Guru Kencing Berdiri, Murid Seharunya Menegur




***
Kurikulum hanyalah situasi klise yang akan terus berulang di masa mendatang, karena perancangannya memang tidak visioner sehingga sangat dimungkinkan menjadi masalah itu tersendiri. Kita bisa menebak bahwa akan muncul ketidaksiapan guru dalam mengimplementasikan muatan kurikulum tersebut, dengan demikian perubahan yang diharapkan mustahil dicapai
***


Menanggapi pendapat sejumlah pengamat yang menggelisahkan kurikulum 2013, Mendikbud, Muhammad Nuh. Menulis opini di Kompas (7/3), dalam telaahnya. Ia menganjurkan agar mereka yang kontra kembali mengkaji ulang UU Sisdiknas. Karena melalui regulasi itulah rancangan kurikulum berbasis kompetensi mendesak untuk diterapkan.

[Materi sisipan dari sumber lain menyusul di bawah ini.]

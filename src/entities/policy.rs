//! Window policy: preload/evict radii and the auto-play visibility threshold.

use serde::{Deserialize, Serialize};
use std::ops::RangeInclusive;

/// Preload/evict radii around the current index.
///
/// Defaults: 2 ahead, 1 behind, evict beyond distance 2, play above 70%
/// visibility.
#[derive(Debug, Clone, Copy, PartialEq, Serialize, Deserialize)]
#[serde(default)]
pub struct WindowPolicy {
    pub preload_ahead: usize,
    pub preload_behind: usize,
    /// Handles with `|index - current| > evict_distance` are disposed immediately
    pub evict_distance: usize,
    /// Visible fraction required to auto-play
    pub playability_threshold: f32,
}

impl Default for WindowPolicy {
    fn default() -> Self {
        Self {
            preload_ahead: 2,
            preload_behind: 1,
            evict_distance: 2,
            playability_threshold: 0.7,
        }
    }
}

impl WindowPolicy {
    /// Indices to keep materialized around `current`, clipped to `[0, len)`.
    /// Empty when `len == 0`.
    pub fn preload_range(&self, current: usize, len: usize) -> RangeInclusive<usize> {
        if len == 0 {
            #[allow(clippy::reversed_empty_ranges)]
            return 1..=0;
        }
        let start = current.saturating_sub(self.preload_behind);
        let end = current.saturating_add(self.preload_ahead).min(len - 1);
        start..=end
    }

    /// True if a handle at `index` must be disposed when `current` is active.
    pub fn should_evict(&self, index: usize, current: usize) -> bool {
        index.abs_diff(current) > self.evict_distance
    }

    /// Upper bound of live handles once the window has settled.
    pub fn settled_capacity(&self) -> usize {
        self.preload_behind + self.preload_ahead + 1
    }

    /// Upper bound of live handles during a transition.
    pub fn transient_capacity(&self) -> usize {
        self.evict_distance * 2 + 1
    }

    pub fn validate(&self) -> Result<(), String> {
        if !(self.playability_threshold > 0.0 && self.playability_threshold <= 1.0) {
            return Err(format!(
                "playability_threshold must be in (0, 1], got {}",
                self.playability_threshold
            ));
        }
        if self.evict_distance < self.preload_ahead.max(self.preload_behind) {
            return Err(format!(
                "evict_distance ({}) must cover preload radii (ahead {}, behind {})",
                self.evict_distance, self.preload_ahead, self.preload_behind
            ));
        }
        Ok(())
    }
}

Pada paragraf terakhir opini bapak Menteri, ia menuliskan: Kurikulum 2013 adalah kurikulum basis komptensi yang pernah digagas dalam rintisan kurikulum berbasis kompetensi (KBK) 2004, tetapi belum terselesaikan karena desakan untuk segera mengimplementasikan kurikulum tingkat satuan pendidikan (KTSP) 2006. Rumusannya berdasarkan sudut pandang yang  berbeda dengan kurikulum berbasis materi sehingga sangat dimungkinkan terjadi perbedaan persepsi tentang bagaimana kurikulum seharusnya dirancang. Perbedaan ini menyebabkan munculnya kritik dari yang terbiasa menggunakan kurikulum berbasis materi. Untuk itu, ada baiknya memahami lebih dahulu konstruksi kompetensi dalam kurikulum sesuai koridor yang telah digariskan UU Sisdiknas sebelum mengkritik.

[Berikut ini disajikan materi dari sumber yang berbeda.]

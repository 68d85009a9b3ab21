//! Collaborator interfaces consumed by the feed core.
//!
//! Implementations live outside `core/` (see `sim` and `cache_store`), so the
//! engine and window are constructed with them explicitly.

use std::sync::Arc;

use super::errors::{FetchError, InitError};
use super::feed_item::FeedItem;

/// Opaque token for a resource opened by a [`PlaybackEngine`]
#[derive(Debug, Clone, Copy, PartialEq, Eq, Hash)]
pub struct MediaId(pub u64);

/// Backend page source.
///
/// Called on a worker thread. An empty page signals end of feed.
pub trait DataSource: Send + Sync {
    fn fetch(&self, page: u32, limit: u32) -> Result<Vec<FeedItem>, FetchError>;
}

/// Native media playback backend.
///
/// `open` runs on a worker thread; the rest are called from the owning thread.
pub trait PlaybackEngine: Send + Sync {
    fn open(&self, url: &str) -> Result<MediaId, InitError>;
    fn play(&self, media: MediaId);
    fn pause(&self, media: MediaId);
    fn seek_to_start(&self, media: MediaId);
    fn set_rate(&self, media: MediaId, multiplier: f32);
    fn release(&self, media: MediaId);
}

/// Warm-start item store. Not authoritative.
pub trait CacheStore: Send + Sync {
    fn save(&self, items: &[FeedItem]) -> anyhow::Result<()>;
    fn load(&self) -> anyhow::Result<Vec<FeedItem>>;
}

/// Background executor for fetches and media opens.
pub trait WorkerPool: Send + Sync {
    fn execute(&self, job: Box<dyn FnOnce() + Send + 'static>);
}

/// Blanket impls: Arc<T> implements traits if T does
impl<T: DataSource + ?Sized> DataSource for Arc<T> {
    fn fetch(&self, page: u32, limit: u32) -> Result<Vec<FeedItem>, FetchError> {
        (**self).fetch(page, limit)
    }
}

impl<T: WorkerPool + ?Sized> WorkerPool for Arc<T> {
    fn execute(&self, job: Box<dyn FnOnce() + Send + 'static>) {
        (**self).execute(job)
    }
}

Perbedaan batu pijakan inilah yang saya kira melahirkan kerunyaman dalam menduga kurikulum 2013. Runyam di sini menunjukkan benturan antara pola pikir struktural dan sosiologis. Mendikbud berdiri pada corak struktural dan yang kontra di garis sosiologis. Namun, dari posisi manapun melihat kurikulum 2013, saya kira hubungan guru dan murid masih berada antara subyek dan obyek.

Asumsi yang demikian saya kira masih menguat, mengingat penerapan KBK hingga KTSP masih sering kita dapati tindakan kekerasan yang menimpa murid. Jika kurikulum 2013 ini hanyalah kelanjutan dari KBK sebagaimana penjelasan Mendikbud, maka pengulangan pengalaman antara relasi guru dan murid tentulah tak jauh berbeda, dan hal lain yang saya kira belum berubah di bawah atap gedung sekolah, ialah arogansi guru yang terjebak pada profesionalisme dan perilaku hormat murid yang palsu. 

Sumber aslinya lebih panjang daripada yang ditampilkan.